Der Abgang aus Wien war nicht ganz so beeindruckend. Die Kurve der Kaffeehausdichte, des Hipsterfaktors, des sichtbaren Wohlstands fällt steil, wenn man Wien gen Süden verlässt. Irgendwann ist es dann wie Wedding oder Neukölln. Es ist zunächst mal beeindruckend, in welcher Zahl hier Blocks mit Wohnungen durch die Kommune errichtet wurden, in den zwanziger Jahren finanziert durch eine Wohnbausteuer, wie an manchen Giebeln zu lesen ist. Die Bauten sind oft in Blockform als Karree mit Innenhöfen wie kleine Festungen angelegt. Ich muss aber auch an die Hutongs in Peking und Kanton denken, sofern von diesen noch etwas übrig ist. Auch an Kasernen erinnern diese Anlagen zuweilen. Und ich frage mich, wie da wohl die Mischung ist aus Nachbarschaftsheimeligkeit und Kontrolliertheit. Aber schön ist, zu sehen, wie weit hier auch Architekten freie Hand gelassen wurde bei der Gestaltung.

Wien leidet übrigens wie auch Berlin an sehr wenig Bänken im öffentlichen Raum, vor allem entlang der großen Straßen. Das fällt einem auf, wenn man als Nichtortskundiger Pause machen will. Auf dem Land wiederum ist es ähnlich wie in Deutschland (und besser als in Tschechien), es gibt an schönen Stellen oft auch eine Bank, nicht immer von Privatpersonen gestiftet.

Ähnlich ambitionierten (gegenwärtigen) sozialen Wohnungsbau wie in Wien findet man auch in den Vorstädten und Dörfern. Wobei es auch Extreme gibt wie das Hochhaus (!) mitten im Dörfchen Schönau, welches auch einen Schlosspark beherbergt.

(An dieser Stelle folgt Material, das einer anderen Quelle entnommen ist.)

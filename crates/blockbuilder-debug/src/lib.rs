//! Debug tools for blockbuilder - line-delimited JSON protocol and a TCP
//! server for driving an editing session from another process
//!
//! Start the debug server in your app:
//! ```ignore
//! let handler = Arc::new(Mutex::new(session));
//! let _server = DebugServer::start(handler, DEFAULT_PORT);
//! ```

pub mod protocol;
pub mod server;

pub use protocol::*;
pub use server::{handle_line, DebugHandler, DebugServer};

/// Default debug server port
pub const DEFAULT_PORT: u16 = 9742;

Ansonsten ist die Landschaft im Süden von Wien flach, laut, zersiedelt und, nun ja, etwas langweilig. Gewerbegebiete, Dörfliches und viel Eigenheim haben die Landschaft zerbröckeln lassen. Das ganze neben der A2 dennoch zerschnitten von Fernverkehrsstraßen, die auch mal mitten durch die Orte führen. Nach etwa 18 km Wegs stieß ich in Wiener Neudorf auf eine Straßenbahnlinie. Das wäre mein Preis gewesen. Aber ich wollte ja Wien sehen. Trotzdem Glückwunsch zu diesem Schritt. Sie führt bis nach Baden und verbindet die Vororte im Viertelstundentakt direkt mit dem Wiener Zentrum.


Dann gibt es überall Weingüter und „Heurige“ und immerzu Werbung für die einzelnen Güter, Radwege, die nach Rebsorten benannt sind. Ich frag mich, wer hier immerzu trinkt und wie das dann mit dem Fahren der schicken Autos gehandhabt wird. So viele Leute sehe ich auch auf dem Rad nicht.

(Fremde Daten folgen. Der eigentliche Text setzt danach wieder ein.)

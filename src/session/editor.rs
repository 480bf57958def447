//! Editing session: turns pointer gestures from the rendering layer into
//! world operations

use crate::core::types::Vec3;

use crate::core::Result;
use crate::voxel::{BlockKind, Coordinate, EditOutcome, NoOpReason, VoxelWorld};
use super::config::SessionConfig;
use super::mode::EditMode;
use super::observer::EditObserver;
use super::palette::{BlockPalette, Rgb};

/// One block to draw
#[derive(Clone, Copy, Debug, PartialEq, Eq)]
pub struct DrawItem {
    pub coord: Coordinate,
    pub kind: BlockKind,
    pub color: Rgb,
}

/// A single widget's editing session.
///
/// Owns the world exclusively. Every gesture runs to completion before the
/// next one, so `draw_list` always sees a whole mutation.
pub struct EditSession {
    world: VoxelWorld,
    config: SessionConfig,
    selected: BlockKind,
    mode: EditMode,
    palette: BlockPalette,
    observers: Vec<Box<dyn EditObserver + Send + Sync>>,
}

impl EditSession {
    pub fn new(config: SessionConfig) -> Self {
        log::info!(
            "Starting edit session (mode: {}, block: {}, ground y: {})",
            config.default_mode, config.default_block, config.ground_y
        );
        Self {
            world: VoxelWorld::new(),
            selected: config.default_block,
            mode: config.default_mode,
            config,
            palette: BlockPalette::default(),
            observers: Vec::new(),
        }
    }

    pub fn world(&self) -> &VoxelWorld {
        &self.world
    }

    pub fn config(&self) -> &SessionConfig {
        &self.config
    }

    pub fn mode(&self) -> EditMode {
        self.mode
    }

    pub fn set_mode(&mut self, mode: EditMode) {
        log::debug!("Mode: {}", mode);
        self.mode = mode;
    }

    pub fn selected_block(&self) -> BlockKind {
        self.selected
    }

    pub fn select_block(&mut self, kind: BlockKind) {
        log::debug!("Selected block: {}", kind);
        self.selected = kind;
    }

    pub fn palette_mut(&mut self) -> &mut BlockPalette {
        &mut self.palette
    }

    pub fn add_observer(&mut self, observer: impl EditObserver + Send + Sync + 'static) {
        self.observers.push(Box::new(observer));
    }

    /// Place the selected block at `coord`
    pub fn place(&mut self, coord: Coordinate) -> EditOutcome {
        let outcome = self.world.place(coord, self.selected);
        self.notify(outcome)
    }

    /// A face of the block at `coord` was hit.
    ///
    /// Build mode places the selected block across that face; delete mode
    /// removes the block itself.
    pub fn on_face_hit(&mut self, coord: Coordinate, normal: Vec3) -> EditOutcome {
        let outcome = match self.mode {
            EditMode::Build => self.world.place_adjacent_normal(coord, normal, self.selected),
            EditMode::Delete => self.world.remove(coord),
        };
        self.notify(outcome)
    }

    /// The ground plane was hit at `point`. Ignored in delete mode.
    pub fn on_ground_hit(&mut self, point: Vec3) -> EditOutcome {
        if self.mode == EditMode::Delete {
            return EditOutcome::Unchanged(NoOpReason::Empty);
        }
        let Some(coord) = self.ground_cell(point) else {
            log::warn!("Ground hit outside the grid: {}", point);
            return EditOutcome::Unchanged(NoOpReason::OutOfRange);
        };
        self.place(coord)
    }

    /// Explicit removal gesture (shift-click), regardless of mode
    pub fn on_cell_hit(&mut self, coord: Coordinate) -> EditOutcome {
        let outcome = self.world.remove(coord);
        self.notify(outcome)
    }

    /// Cell a ground hit lands in: nearest integer x/z on the ground row
    pub fn ground_cell(&self, point: Vec3) -> Option<Coordinate> {
        let to_cell = |v: f32| {
            let r = v.round();
            (r.is_finite() && r >= i32::MIN as f32 && r <= i32::MAX as f32).then_some(r as i32)
        };
        Some(Coordinate::new(to_cell(point.x)?, self.config.ground_y, to_cell(point.z)?))
    }

    pub fn undo(&mut self) -> EditOutcome {
        let outcome = self.world.undo();
        self.notify(outcome)
    }

    pub fn clear(&mut self) -> EditOutcome {
        let outcome = self.world.clear();
        self.notify(outcome)
    }

    /// World as JSON text for the import/export panel
    pub fn export_text(&self) -> String {
        self.world.export_json(self.config.pretty_export)
    }

    /// Replace the world from JSON text; the world is untouched on error
    pub fn import_text(&mut self, text: &str) -> Result<EditOutcome> {
        let outcome = self.world.import_json(text)?;
        Ok(self.notify(outcome))
    }

    /// Blocks to draw, in insertion order
    pub fn draw_list(&self) -> Vec<DrawItem> {
        self.world
            .blocks()
            .map(|(coord, kind)| DrawItem {
                coord,
                kind,
                color: self.palette.color(kind),
            })
            .collect()
    }

    fn notify(&mut self, outcome: EditOutcome) -> EditOutcome {
        if outcome.is_change() {
            for observer in &mut self.observers {
                observer.on_edit(&outcome);
            }
        }
        outcome
    }
}

impl Default for EditSession {
    fn default() -> Self {
        Self::new(SessionConfig::default())
    }
}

Eigentlich wollte ich nach gemütlichen 26 km in Traiskirchen absteigen, aber da war kein Quartier zu bekommen. U.a. wieder so eine doofe Pension, die man auf Google findet, und wo einfach niemand ans Telefon geht. Also musste ich noch 10 km draufsatteln bis zu einem etwas merkwürdigen „Schlaffass“, gleich neben dem Dinopark in Tattendorf. Da es schon spät war, blieb leider keine Zeit für ein Abendessen, denn der Sonnenuntergang nahte. Immerhin führte der Weg entlang der Triesting, einem kleinen Flüsschen im Wald. Und tatsächlich kam ich bei völliger Dunkelheit, kurz nach 19 h an meinem Quartier an.

Das Schlaffass ist eine miese Bewertung wert. Es ist unverschämte 65 € teuer. Man übernachtet in winzigen Bungalows, die aus Holz sind und halt wie ein Fass aussehen sollen. Die stehen auf einem schlecht beleuchteten Gelände herum, Gemeinschaftsklo, Gemeinschaftsdusche, kein Frühstück, kein Wasserkocher, nichts zu Essen. Für Campingfreunde vielleicht noch akzeptabel. Ohne Taschenlampe oder Reststrom auf dem Smartphone ist man aufgeschmissen.

Kreuzung an einer Ausfallstraße im Süden von Wien.

Tag 26 Von Wien nach Tattendorf

26. September 2022, 36 km bis km 667,8

Oft begegnen mir in Österreich Wege, die sehen aus, wie aus der Landschaft gefräst.